Ogni tanto, ma solo ogni tanto, mi capita di ripensare a quello che ho scritto precedentemente, risultandomi fastidioso il contraddirmi.

L'anno scorso scrivevo elogi per le capacità manageriali della nostra presidenza e di Donahue.

Quest'anno mi sto scagliando contro l'accoppiata York-Donahue (e pure Erickson, di cui ho imparato a scrivere il cognome e me ne vanto, di solito lo confondevo con una nota marca di cellulari, già proprio quelli che ti portano in gattabuia...), sospinto da un'acredine che mi travolge preoccupandomi.

Spesso mi dico: "ma come, prima li incensi e poi li sommergi di guano? Non è coerente".

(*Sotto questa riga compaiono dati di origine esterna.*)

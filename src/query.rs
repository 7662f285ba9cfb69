use time::Date;

use crate::normalization::fold;
use crate::record::{Kind, Record, Span, Status};

/// An inclusive range of calendar dates.
#[derive(Clone, Copy, Debug, PartialEq, Eq)]
pub struct DateRange {
    pub from: Date,
    pub to: Date,
}

impl DateRange {
    pub fn new(from: Date, to: Date) -> Self {
        DateRange { from, to }
    }

    /// A range covering a single day.
    pub fn day(date: Date) -> Self {
        DateRange::new(date, date)
    }

    pub fn contains(&self, date: Date) -> bool {
        self.from <= date && date <= self.to
    }

    /// Whether the whole span lies within the range. A reversed range
    /// covers nothing.
    pub fn covers(&self, span: Span) -> bool {
        match span {
            Span::On(date) => self.contains(date),
            Span::Between(start, end) => self.contains(start) && self.contains(end),
        }
    }
}

/// What to select from a collection. Every criterion is optional and
/// they combine with AND; the default selects everything.
#[derive(Clone, Debug, PartialEq)]
pub struct Query<S: Status> {
    /// Case-insensitive substring to look for in the searchable fields.
    pub text: String,

    pub date_range: Option<DateRange>,

    pub status: Option<S>,
}

impl<S: Status> Default for Query<S> {
    fn default() -> Self {
        Query {
            text: String::new(),
            date_range: None,
            status: None,
        }
    }
}

impl<S: Status> Query<S> {
    pub fn all() -> Self {
        Self::default()
    }

    pub fn text(text: impl Into<String>) -> Self {
        Query {
            text: text.into(),
            ..Self::default()
        }
    }

    pub fn within(from: Date, to: Date) -> Self {
        Query {
            date_range: Some(DateRange::new(from, to)),
            ..Self::default()
        }
    }

    pub fn with_text(mut self, text: impl Into<String>) -> Self {
        self.text = text.into();
        self
    }

    pub fn with_date_range(mut self, range: DateRange) -> Self {
        self.date_range = Some(range);
        self
    }

    pub fn with_status(mut self, status: S) -> Self {
        self.status = Some(status);
        self
    }

    /// Prepares the query for matching many records.
    pub(crate) fn matcher(&self) -> Matcher<'_, S> {
        Matcher {
            needle: fold(&self.text),
            query: self,
        }
    }
}

/// A query with its search text folded once up front.
pub(crate) struct Matcher<'a, S: Status> {
    needle: String,
    query: &'a Query<S>,
}

impl<'a, S: Status> Matcher<'a, S> {
    /// Whether `record` is selected. `related` is extra searchable text
    /// that doesn’t live on the record itself.
    pub(crate) fn matches<K>(&self, record: &Record<K>, related: &[String]) -> bool
    where K: Kind<Status = S> {
        self.matches_status(record) && self.matches_dates(record) && self.matches_text(record, related)
    }

    fn matches_status<K>(&self, record: &Record<K>) -> bool
    where K: Kind<Status = S> {
        self.query.status.map_or(true, |status| status == record.status)
    }

    fn matches_dates<K>(&self, record: &Record<K>) -> bool
    where K: Kind<Status = S> {
        self.query
            .date_range
            .map_or(true, |range| range.covers(record.span()))
    }

    fn matches_text<K>(&self, record: &Record<K>, related: &[String]) -> bool
    where K: Kind<Status = S> {
        if self.needle.is_empty() {
            return true;
        }

        let needle = self.needle.as_str();
        let fields = record.fields.searchable();

        fields
            .iter()
            .map(|field| &**field)
            .chain(related.iter().map(String::as_str))
            .any(|field| fold(field).contains(needle))
    }
}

E' vero, non è coerente, quindi devo trovare una linea che mi permetta di rendermi impopolare al tifoso e di tenermi buona la proprietà di San Francisco lodandola, nel caso dal prossimo anno i Niners ricomincino a picchiare, ma anche, all'occasione, di bastonarli, sempre con delicatezza e rispetto Signor Presidente York (e saluti e baciamano alla Sua incantevole Signora De Bartolo), per tenermi buono il tifoso incacchiato e bramoso delle spoglie di Y-D-E.

A parte gli scherzi, sono pienamente convinto dello sforzo eroico (si ricordi di me, Presidente quando diverrà famoso) e antipopolare di Y-D di far riavere ai Niners un bilancio sano e solido con cui poter guardare al futuro con meno preoccupazione.

E' apprezzabile il fatto che, ripulendo la squadra delle scorie pesanti dei vari stipendi d'oro e dead money passate, tentino un rilancio passando dalla gioventù toccando il meno possibile la free agency.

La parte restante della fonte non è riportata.